(Dataset entries)
=-=-=
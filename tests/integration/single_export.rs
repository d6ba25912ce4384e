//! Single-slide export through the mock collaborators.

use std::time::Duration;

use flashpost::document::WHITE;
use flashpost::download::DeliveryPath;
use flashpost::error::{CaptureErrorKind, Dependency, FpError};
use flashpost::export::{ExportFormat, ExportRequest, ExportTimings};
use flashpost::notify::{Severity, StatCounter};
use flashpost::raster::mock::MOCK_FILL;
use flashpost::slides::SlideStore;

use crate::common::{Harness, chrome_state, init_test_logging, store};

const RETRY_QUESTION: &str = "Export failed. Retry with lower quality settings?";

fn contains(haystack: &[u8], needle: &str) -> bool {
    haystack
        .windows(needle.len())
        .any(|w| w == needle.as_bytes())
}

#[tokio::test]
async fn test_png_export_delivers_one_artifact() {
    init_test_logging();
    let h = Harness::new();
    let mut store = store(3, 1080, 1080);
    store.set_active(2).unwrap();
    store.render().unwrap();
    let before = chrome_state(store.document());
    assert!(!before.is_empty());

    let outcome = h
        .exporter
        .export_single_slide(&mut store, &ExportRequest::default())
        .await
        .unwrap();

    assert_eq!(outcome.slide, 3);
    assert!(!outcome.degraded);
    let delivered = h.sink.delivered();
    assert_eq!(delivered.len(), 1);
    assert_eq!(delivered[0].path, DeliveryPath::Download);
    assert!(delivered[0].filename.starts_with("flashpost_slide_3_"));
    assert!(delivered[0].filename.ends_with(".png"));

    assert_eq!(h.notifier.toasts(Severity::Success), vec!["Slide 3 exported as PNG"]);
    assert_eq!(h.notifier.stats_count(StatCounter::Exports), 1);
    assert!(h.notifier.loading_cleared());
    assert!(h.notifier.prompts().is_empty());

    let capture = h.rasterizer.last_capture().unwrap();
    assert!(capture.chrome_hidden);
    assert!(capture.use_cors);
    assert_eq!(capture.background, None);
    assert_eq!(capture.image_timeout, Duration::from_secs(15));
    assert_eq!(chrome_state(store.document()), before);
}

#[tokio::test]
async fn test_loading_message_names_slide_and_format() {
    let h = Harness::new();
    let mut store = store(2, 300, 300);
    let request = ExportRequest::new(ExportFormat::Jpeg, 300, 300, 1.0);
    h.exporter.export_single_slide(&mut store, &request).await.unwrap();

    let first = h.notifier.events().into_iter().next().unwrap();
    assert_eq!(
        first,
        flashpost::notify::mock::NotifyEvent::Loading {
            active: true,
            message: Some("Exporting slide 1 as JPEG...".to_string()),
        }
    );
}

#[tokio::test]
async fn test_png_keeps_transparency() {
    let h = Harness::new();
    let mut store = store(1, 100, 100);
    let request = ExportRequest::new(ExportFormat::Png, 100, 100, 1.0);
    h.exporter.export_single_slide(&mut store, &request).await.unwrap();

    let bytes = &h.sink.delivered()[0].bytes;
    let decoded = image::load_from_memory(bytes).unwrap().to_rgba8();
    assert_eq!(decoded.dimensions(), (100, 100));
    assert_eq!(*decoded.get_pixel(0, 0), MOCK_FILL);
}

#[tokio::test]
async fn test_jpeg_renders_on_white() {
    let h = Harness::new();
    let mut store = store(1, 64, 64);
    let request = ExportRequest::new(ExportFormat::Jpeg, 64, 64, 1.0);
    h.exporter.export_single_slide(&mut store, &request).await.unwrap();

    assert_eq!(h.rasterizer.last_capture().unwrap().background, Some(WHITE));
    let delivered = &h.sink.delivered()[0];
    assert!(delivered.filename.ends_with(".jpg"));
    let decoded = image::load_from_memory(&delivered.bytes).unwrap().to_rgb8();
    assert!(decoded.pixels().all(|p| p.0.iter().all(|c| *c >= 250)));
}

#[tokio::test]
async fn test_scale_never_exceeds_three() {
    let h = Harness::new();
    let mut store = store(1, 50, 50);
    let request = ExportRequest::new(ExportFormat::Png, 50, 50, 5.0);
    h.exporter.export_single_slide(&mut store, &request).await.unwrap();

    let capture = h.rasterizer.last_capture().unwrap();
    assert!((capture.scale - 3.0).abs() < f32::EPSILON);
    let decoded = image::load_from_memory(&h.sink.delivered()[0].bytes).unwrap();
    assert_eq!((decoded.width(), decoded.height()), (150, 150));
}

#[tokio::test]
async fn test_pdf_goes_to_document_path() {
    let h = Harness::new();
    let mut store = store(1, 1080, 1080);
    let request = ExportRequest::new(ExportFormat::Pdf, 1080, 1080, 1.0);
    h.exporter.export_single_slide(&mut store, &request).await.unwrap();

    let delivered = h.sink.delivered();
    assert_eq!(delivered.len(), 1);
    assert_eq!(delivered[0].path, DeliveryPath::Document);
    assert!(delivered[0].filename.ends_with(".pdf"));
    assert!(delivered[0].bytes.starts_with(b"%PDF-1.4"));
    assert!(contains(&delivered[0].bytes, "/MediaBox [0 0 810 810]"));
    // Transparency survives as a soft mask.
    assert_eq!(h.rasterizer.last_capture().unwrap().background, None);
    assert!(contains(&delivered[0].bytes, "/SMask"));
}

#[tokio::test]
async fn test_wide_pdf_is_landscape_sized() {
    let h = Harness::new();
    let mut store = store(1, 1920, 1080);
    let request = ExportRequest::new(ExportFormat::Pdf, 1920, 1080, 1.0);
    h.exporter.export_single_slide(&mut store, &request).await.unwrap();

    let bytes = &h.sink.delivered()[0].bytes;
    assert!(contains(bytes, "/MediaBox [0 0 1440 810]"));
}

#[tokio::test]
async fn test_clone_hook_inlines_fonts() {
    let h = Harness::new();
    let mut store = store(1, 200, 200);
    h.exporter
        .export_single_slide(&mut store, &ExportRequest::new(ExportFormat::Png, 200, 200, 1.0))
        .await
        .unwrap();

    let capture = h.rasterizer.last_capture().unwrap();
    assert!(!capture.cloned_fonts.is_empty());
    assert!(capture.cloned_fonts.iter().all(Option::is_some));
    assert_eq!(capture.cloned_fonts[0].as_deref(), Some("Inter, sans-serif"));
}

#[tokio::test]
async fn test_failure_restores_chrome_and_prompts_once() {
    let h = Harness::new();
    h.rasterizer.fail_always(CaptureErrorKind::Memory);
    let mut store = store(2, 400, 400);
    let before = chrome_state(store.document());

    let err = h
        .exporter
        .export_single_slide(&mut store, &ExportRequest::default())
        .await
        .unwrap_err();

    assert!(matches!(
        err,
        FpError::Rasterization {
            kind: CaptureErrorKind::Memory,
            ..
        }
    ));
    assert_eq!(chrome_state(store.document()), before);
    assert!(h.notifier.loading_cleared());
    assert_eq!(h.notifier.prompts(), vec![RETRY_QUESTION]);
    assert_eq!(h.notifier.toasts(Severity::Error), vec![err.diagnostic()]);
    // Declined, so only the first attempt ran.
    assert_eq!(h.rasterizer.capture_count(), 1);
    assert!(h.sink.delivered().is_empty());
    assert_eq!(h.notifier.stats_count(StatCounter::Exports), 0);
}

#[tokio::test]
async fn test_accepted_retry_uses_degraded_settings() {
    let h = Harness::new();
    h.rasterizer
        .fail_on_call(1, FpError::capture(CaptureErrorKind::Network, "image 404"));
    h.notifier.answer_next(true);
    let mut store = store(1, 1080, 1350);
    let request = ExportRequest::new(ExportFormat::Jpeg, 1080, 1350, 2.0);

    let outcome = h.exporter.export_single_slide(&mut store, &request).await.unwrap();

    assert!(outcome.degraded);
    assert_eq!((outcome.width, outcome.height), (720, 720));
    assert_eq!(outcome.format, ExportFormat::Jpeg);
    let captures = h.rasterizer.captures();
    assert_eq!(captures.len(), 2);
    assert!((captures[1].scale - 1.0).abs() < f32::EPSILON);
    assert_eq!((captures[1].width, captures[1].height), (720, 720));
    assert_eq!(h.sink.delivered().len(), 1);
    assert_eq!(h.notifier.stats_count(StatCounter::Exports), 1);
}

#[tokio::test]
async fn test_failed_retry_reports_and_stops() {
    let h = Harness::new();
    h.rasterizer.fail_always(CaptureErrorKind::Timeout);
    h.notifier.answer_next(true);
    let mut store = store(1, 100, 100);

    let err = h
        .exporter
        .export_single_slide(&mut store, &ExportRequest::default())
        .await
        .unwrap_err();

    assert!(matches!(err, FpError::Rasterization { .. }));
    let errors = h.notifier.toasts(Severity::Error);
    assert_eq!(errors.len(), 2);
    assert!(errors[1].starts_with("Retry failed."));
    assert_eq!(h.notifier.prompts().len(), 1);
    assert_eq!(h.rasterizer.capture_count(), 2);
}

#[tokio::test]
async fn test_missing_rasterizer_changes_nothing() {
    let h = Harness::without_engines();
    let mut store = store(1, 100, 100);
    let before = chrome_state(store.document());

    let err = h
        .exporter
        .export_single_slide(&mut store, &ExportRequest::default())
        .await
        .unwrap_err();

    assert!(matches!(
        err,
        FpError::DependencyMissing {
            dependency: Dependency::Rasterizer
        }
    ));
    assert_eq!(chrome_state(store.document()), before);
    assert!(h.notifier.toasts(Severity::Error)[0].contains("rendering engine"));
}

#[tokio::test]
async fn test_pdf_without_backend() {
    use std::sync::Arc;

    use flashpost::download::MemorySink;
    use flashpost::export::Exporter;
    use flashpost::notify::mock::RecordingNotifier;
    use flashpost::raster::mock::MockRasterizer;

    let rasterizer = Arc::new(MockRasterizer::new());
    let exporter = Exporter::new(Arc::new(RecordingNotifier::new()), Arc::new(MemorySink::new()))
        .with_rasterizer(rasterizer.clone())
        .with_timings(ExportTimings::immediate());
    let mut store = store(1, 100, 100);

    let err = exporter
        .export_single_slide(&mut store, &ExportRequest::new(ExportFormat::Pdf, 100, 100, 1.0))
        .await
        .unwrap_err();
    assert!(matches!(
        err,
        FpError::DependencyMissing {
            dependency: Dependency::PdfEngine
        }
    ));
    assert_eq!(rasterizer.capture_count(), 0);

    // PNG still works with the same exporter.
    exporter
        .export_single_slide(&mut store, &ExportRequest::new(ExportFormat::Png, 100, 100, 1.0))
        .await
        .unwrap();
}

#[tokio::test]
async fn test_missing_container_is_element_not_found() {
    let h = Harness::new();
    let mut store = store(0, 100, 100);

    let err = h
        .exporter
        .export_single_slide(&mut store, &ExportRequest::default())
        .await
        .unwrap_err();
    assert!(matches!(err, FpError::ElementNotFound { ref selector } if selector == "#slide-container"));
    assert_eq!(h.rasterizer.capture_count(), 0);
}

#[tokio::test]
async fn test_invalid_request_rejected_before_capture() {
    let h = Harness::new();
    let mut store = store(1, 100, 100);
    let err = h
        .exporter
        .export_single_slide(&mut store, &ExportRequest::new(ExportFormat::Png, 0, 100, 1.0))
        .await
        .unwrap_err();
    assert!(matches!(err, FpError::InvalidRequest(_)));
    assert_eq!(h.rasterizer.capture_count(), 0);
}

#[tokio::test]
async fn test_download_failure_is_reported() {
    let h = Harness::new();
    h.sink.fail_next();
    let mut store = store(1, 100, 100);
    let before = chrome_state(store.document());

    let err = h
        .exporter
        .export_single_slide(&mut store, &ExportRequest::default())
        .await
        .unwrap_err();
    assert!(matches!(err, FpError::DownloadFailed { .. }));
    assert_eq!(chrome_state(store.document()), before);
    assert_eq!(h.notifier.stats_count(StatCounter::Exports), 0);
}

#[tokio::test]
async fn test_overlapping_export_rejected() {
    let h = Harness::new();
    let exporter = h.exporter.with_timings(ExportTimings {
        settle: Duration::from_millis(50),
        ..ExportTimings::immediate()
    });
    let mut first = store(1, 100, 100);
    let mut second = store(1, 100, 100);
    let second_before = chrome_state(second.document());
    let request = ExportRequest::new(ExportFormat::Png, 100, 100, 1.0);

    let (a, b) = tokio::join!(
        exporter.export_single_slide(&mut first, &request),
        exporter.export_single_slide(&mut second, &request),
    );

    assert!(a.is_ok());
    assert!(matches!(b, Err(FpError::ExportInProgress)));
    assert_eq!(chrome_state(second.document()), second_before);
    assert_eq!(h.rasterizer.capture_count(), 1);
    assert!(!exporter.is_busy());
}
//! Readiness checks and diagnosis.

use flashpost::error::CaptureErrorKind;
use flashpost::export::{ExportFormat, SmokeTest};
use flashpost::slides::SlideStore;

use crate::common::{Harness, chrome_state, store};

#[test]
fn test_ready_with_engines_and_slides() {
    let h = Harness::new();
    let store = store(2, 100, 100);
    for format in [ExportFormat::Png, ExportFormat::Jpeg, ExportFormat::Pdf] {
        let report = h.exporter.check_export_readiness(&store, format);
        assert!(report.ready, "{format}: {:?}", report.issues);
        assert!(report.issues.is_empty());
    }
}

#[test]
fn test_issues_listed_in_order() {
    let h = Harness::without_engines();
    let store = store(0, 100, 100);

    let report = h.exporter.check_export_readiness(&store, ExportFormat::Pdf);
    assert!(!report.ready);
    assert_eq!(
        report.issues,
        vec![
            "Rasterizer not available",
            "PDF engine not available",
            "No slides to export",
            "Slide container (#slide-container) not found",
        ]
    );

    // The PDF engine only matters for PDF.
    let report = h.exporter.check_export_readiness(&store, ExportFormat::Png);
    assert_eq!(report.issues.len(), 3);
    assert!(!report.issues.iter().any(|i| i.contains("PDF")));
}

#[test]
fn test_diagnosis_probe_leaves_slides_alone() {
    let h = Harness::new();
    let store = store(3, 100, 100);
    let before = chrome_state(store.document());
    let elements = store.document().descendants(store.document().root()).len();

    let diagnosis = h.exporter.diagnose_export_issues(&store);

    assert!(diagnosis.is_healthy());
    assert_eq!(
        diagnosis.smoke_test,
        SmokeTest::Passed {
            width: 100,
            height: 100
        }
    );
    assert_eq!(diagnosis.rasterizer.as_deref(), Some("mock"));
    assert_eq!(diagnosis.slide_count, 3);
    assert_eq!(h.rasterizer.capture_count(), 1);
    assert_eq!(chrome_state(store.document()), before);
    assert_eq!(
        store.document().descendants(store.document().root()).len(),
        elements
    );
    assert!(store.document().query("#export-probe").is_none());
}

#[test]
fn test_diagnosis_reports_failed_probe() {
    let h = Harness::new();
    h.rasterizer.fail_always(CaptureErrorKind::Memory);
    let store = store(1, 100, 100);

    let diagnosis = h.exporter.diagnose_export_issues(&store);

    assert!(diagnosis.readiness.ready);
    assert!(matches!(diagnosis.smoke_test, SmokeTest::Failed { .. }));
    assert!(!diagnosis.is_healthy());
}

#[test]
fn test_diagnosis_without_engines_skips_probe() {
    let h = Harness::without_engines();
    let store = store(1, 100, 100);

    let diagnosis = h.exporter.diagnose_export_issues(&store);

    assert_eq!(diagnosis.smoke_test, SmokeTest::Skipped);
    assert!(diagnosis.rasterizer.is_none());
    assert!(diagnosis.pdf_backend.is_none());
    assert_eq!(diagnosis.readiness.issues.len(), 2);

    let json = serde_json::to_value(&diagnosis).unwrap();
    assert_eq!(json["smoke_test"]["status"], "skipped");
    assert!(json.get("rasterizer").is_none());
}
=-=-=
**PROBLEM DETAILS**
Look above and return each line of the records exactly, from the very first through the line with "store.render().unwrap();", both included.

**THE ANSWER**
filename tests/integration/single_export.rs
repository d6ba25912ce4384e
//! Single-slide export through the mock collaborators.

use std::time::Duration;

use flashpost::document::WHITE;
use flashpost::download::DeliveryPath;
use flashpost::error::{CaptureErrorKind, Dependency, FpError};
use flashpost::export::{ExportFormat, ExportRequest, ExportTimings};
use flashpost::notify::{Severity, StatCounter};
use flashpost::raster::mock::MOCK_FILL;
use flashpost::slides::SlideStore;

use crate::common::{Harness, chrome_state, init_test_logging, store};

const RETRY_QUESTION: &str = "Export failed. Retry with lower quality settings?";

fn contains(haystack: &[u8], needle: &str) -> bool {
    haystack
        .windows(needle.len())
        .any(|w| w == needle.as_bytes())
}

#[tokio::test]
async fn test_png_export_delivers_one_artifact() {
    init_test_logging();
    let h = Harness::new();
    let mut store = store(3, 1080, 1080);
    store.set_active(2).unwrap();
    store.render().unwrap();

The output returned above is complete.